El acceso universal a los servicios de salud pública en México, pese a estar contemplado en el marco legal vigente, tendrá que esperar hasta 2027 para su implementación total. El Servicio Universal de Salud, que facilitará la atención indistinta en IMSS, IMSS Bienestar e ISSSTE, aún atraviesa una etapa de transición administrativa y organización antes de su puesta en marcha formal.

El coordinador estatal de IMSS Bienestar en Tamaulipas, Marggid Rodríguez Avendaño, explicó que aunque ya se publicaron los decretos que integran este nuevo esquema, falta consolidar procesos clave como el registro y empadronamiento de beneficiarios, así como la definición de lineamientos para su operación completa.
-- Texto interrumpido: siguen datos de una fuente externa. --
// events/types.rs
//
// All domain events in the system.
// Each event represents an immutable fact that has already occurred.
//
// RULES:
// - Events are facts, not commands
// - Events are emitted only after the write committed
// - Events carry only the data needed to react

use chrono::{DateTime, Utc};
use serde::{Deserialize, Serialize};
use uuid::Uuid;

use crate::domain::animal::AnimalStatus;
use crate::domain::user::Role;

/// Trait that all domain events must implement
pub trait DomainEvent: std::fmt::Debug + Clone {
    /// Unique identifier for this event instance
    fn event_id(&self) -> Uuid;

    /// When this event occurred
    fn occurred_at(&self) -> DateTime<Utc>;

    /// Human-readable event type name
    fn event_type(&self) -> &'static str;
}

// ============================================================================
// ANIMAL EVENTS
// ============================================================================

/// Emitted when a new animal report is stored
#[derive(Debug, Clone, Serialize, Deserialize)]
pub struct AnimalReported {
    pub event_id: Uuid,
    pub occurred_at: DateTime<Utc>,
    pub animal_id: Uuid,
    pub name: String,
}

impl AnimalReported {
    pub fn new(animal_id: Uuid, name: String) -> Self {
        Self {
            event_id: Uuid::new_v4(),
            occurred_at: Utc::now(),
            animal_id,
            name,
        }
    }
}

impl DomainEvent for AnimalReported {
    fn event_id(&self) -> Uuid { self.event_id }
    fn occurred_at(&self) -> DateTime<Utc> { self.occurred_at }
    fn event_type(&self) -> &'static str { "AnimalReported" }
}

/// Emitted when an animal's details are edited
#[derive(Debug, Clone, Serialize, Deserialize)]
pub struct AnimalUpdated {
    pub event_id: Uuid,
    pub occurred_at: DateTime<Utc>,
    pub animal_id: Uuid,
}

impl AnimalUpdated {
    pub fn new(animal_id: Uuid) -> Self {
        Self {
            event_id: Uuid::new_v4(),
            occurred_at: Utc::now(),
            animal_id,
        }
    }
}

impl DomainEvent for AnimalUpdated {
    fn event_id(&self) -> Uuid { self.event_id }
    fn occurred_at(&self) -> DateTime<Utc> { self.occurred_at }
    fn event_type(&self) -> &'static str { "AnimalUpdated" }
}

/// Emitted when an animal and its requests are removed
#[derive(Debug, Clone, Serialize, Deserialize)]
pub struct AnimalDeleted {
    pub event_id: Uuid,
    pub occurred_at: DateTime<Utc>,
    pub animal_id: Uuid,
    pub removed_requests: usize,
}

impl AnimalDeleted {
    pub fn new(animal_id: Uuid, removed_requests: usize) -> Self {
        Self {
            event_id: Uuid::new_v4(),
            occurred_at: Utc::now(),
            animal_id,
            removed_requests,
        }
    }
}

impl DomainEvent for AnimalDeleted {
    fn event_id(&self) -> Uuid { self.event_id }
    fn occurred_at(&self) -> DateTime<Utc> { self.occurred_at }
    fn event_type(&self) -> &'static str { "AnimalDeleted" }
}

// ============================================================================
// ADOPTION EVENTS
// ============================================================================

/// Emitted when a request is filed and its animal moved
#[derive(Debug, Clone, Serialize, Deserialize)]
pub struct AdoptionRequested {
    pub event_id: Uuid,
    pub occurred_at: DateTime<Utc>,
    pub request_id: Uuid,
    pub animal_id: Uuid,
    pub requester: String,
    pub animal_status: AnimalStatus,
}

impl AdoptionRequested {
    pub fn new(
        request_id: Uuid,
        animal_id: Uuid,
        requester: String,
        animal_status: AnimalStatus,
    ) -> Self {
        Self {
            event_id: Uuid::new_v4(),
            occurred_at: Utc::now(),
            request_id,
            animal_id,
            requester,
            animal_status,
        }
    }
}

impl DomainEvent for AdoptionRequested {
    fn event_id(&self) -> Uuid { self.event_id }
    fn occurred_at(&self) -> DateTime<Utc> { self.occurred_at }
    fn event_type(&self) -> &'static str { "AdoptionRequested" }
}

/// Emitted when an administrator accepts or declines a request
#[derive(Debug, Clone, Serialize, Deserialize)]
pub struct AdoptionResponded {
    pub event_id: Uuid,
    pub occurred_at: DateTime<Utc>,
    pub request_id: Uuid,
    pub animal_id: Uuid,
    pub accepted: bool,
    /// `None` if the animal was already gone
    pub animal_status: Option<AnimalStatus>,
}

impl AdoptionResponded {
    pub fn new(
        request_id: Uuid,
        animal_id: Uuid,
        accepted: bool,
        animal_status: Option<AnimalStatus>,
    ) -> Self {
        Self {
            event_id: Uuid::new_v4(),
            occurred_at: Utc::now(),
            request_id,
            animal_id,
            accepted,
            animal_status,
        }
    }
}

impl DomainEvent for AdoptionResponded {
    fn event_id(&self) -> Uuid { self.event_id }
    fn occurred_at(&self) -> DateTime<Utc> { self.occurred_at }
    fn event_type(&self) -> &'static str { "AdoptionResponded" }
}

/// Emitted when a request is deleted
#[derive(Debug, Clone, Serialize, Deserialize)]
pub struct AdoptionWithdrawn {
    pub event_id: Uuid,
    pub occurred_at: DateTime<Utc>,
    pub request_id: Uuid,
    pub animal_id: Uuid,
    pub withdrawn_by: Uuid,
    pub animal_status: Option<AnimalStatus>,
}

impl AdoptionWithdrawn {
    pub fn new(
        request_id: Uuid,
        animal_id: Uuid,
        withdrawn_by: Uuid,
        animal_status: Option<AnimalStatus>,
    ) -> Self {
        Self {
            event_id: Uuid::new_v4(),
            occurred_at: Utc::now(),
            request_id,
            animal_id,
            withdrawn_by,
            animal_status,
        }
    }
}

impl DomainEvent for AdoptionWithdrawn {
    fn event_id(&self) -> Uuid { self.event_id }
    fn occurred_at(&self) -> DateTime<Utc> { self.occurred_at }
    fn event_type(&self) -> &'static str { "AdoptionWithdrawn" }
}

// ============================================================================
// SESSION EVENTS
// ============================================================================

#[derive(Debug, Clone, Serialize, Deserialize)]
pub struct UserSignedUp {
    pub event_id: Uuid,
    pub occurred_at: DateTime<Utc>,
    pub user_id: Uuid,
    pub role: Role,
}

impl UserSignedUp {
    pub fn new(user_id: Uuid, role: Role) -> Self {
        Self {
            event_id: Uuid::new_v4(),
            occurred_at: Utc::now(),
            user_id,
            role,
        }
    }
}

impl DomainEvent for UserSignedUp {
    fn event_id(&self) -> Uuid { self.event_id }
    fn occurred_at(&self) -> DateTime<Utc> { self.occurred_at }
    fn event_type(&self) -> &'static str { "UserSignedUp" }
}

#[derive(Debug, Clone, Serialize, Deserialize)]
pub struct UserSignedIn {
    pub event_id: Uuid,
    pub occurred_at: DateTime<Utc>,
    pub user_id: Uuid,
    pub role: Role,
}

impl UserSignedIn {
    pub fn new(user_id: Uuid, role: Role) -> Self {
        Self {
            event_id: Uuid::new_v4(),
            occurred_at: Utc::now(),
            user_id,
            role,
        }
    }
}

impl DomainEvent for UserSignedIn {
    fn event_id(&self) -> Uuid { self.event_id }
    fn occurred_at(&self) -> DateTime<Utc> { self.occurred_at }
    fn event_type(&self) -> &'static str { "UserSignedIn" }
}

#[derive(Debug, Clone, Serialize, Deserialize)]
pub struct UserSignedOut {
    pub event_id: Uuid,
    pub occurred_at: DateTime<Utc>,
    pub user_id: Uuid,
}

impl UserSignedOut {
    pub fn new(user_id: Uuid) -> Self {
        Self {
            event_id: Uuid::new_v4(),
            occurred_at: Utc::now(),
            user_id,
        }
    }
}

impl DomainEvent for UserSignedOut {
    fn event_id(&self) -> Uuid { self.event_id }
    fn occurred_at(&self) -> DateTime<Utc> { self.occurred_at }
    fn event_type(&self) -> &'static str { "UserSignedOut" }
}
En el estado, se avanza en la credencialización, con más del 60% completado de una meta de más de un millón y medio de personas a incorporar.

Mientras no se consolide el sistema, las instituciones públicas de salud mantienen colaboraciones que permiten compartir recursos y equipamiento. Por ejemplo, hospitales con quirófanos disponibles apoyan a otras instituciones, y equipos especializados como resonadores magnéticos se usan en conjunto para optimizar atención. Sin embargo, todavía no se han establecido normas claras sobre la compensación económica entre las entidades que aportan recursos.

Según Rodríguez Avendaño, será necesario que existan lineamientos claros y una estructura organizada antes de considerar operativo un verdadero Sistema Universal de Salud en México. La coordinación actual es temporal y busca garantizar la continuidad en la prestación de servicios durante el proceso de integración.